### [Action item]
Please repeat the lines below exactly. Begin with the line containing "OrthoMCL group lookups." and go on through the line containing "identifiers are interpreted".

Top of Supplied information

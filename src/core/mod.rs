//! Core data types for OrthoMCL group lookups.
//!
//! - [`Group`]: one line of an OrthoMCL groups file, an ID plus member gene tokens
//! - [`GeneToken`]: a `species|gene` token split into its two parts
//! - [`QueryMode`]: how input identifiers are interpreted
//! - [`SearchPattern`]: the literal screen applied while scanning groups files
//! - [`Projection`], [`OutputRecord`], [`QueryOutcome`]: result shaping
//!
//! ## Groups file format
//!
//! ```text
//! OG5_126538: hsap|ENSP00000354587 mmus|ENSMUSP00000031564 pfal|PF10_0178
//! ```
//!
//! Group IDs are `OG` followed by digits and underscores. Species codes are three
//! or four lowercase letters.

pub mod group;
pub mod types;

#[allow(unused_imports)] // used through the library API, not by the binary
pub use group::{GeneToken, Group, GroupError};
#[allow(unused_imports)]
pub use types::{OutputRecord, Projection, QueryMode, QueryOutcome, SearchPattern};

Bottom of Supplied information

### [Response to the task]
//! Core data types for OrthoMCL group lookups.
//!
//! - [`Group`]: one line of an OrthoMCL groups file, an ID plus member gene tokens
//! - [`GeneToken`]: a `species|gene` token split into its two parts
//! - [`QueryMode`]: how input identifiers are interpreted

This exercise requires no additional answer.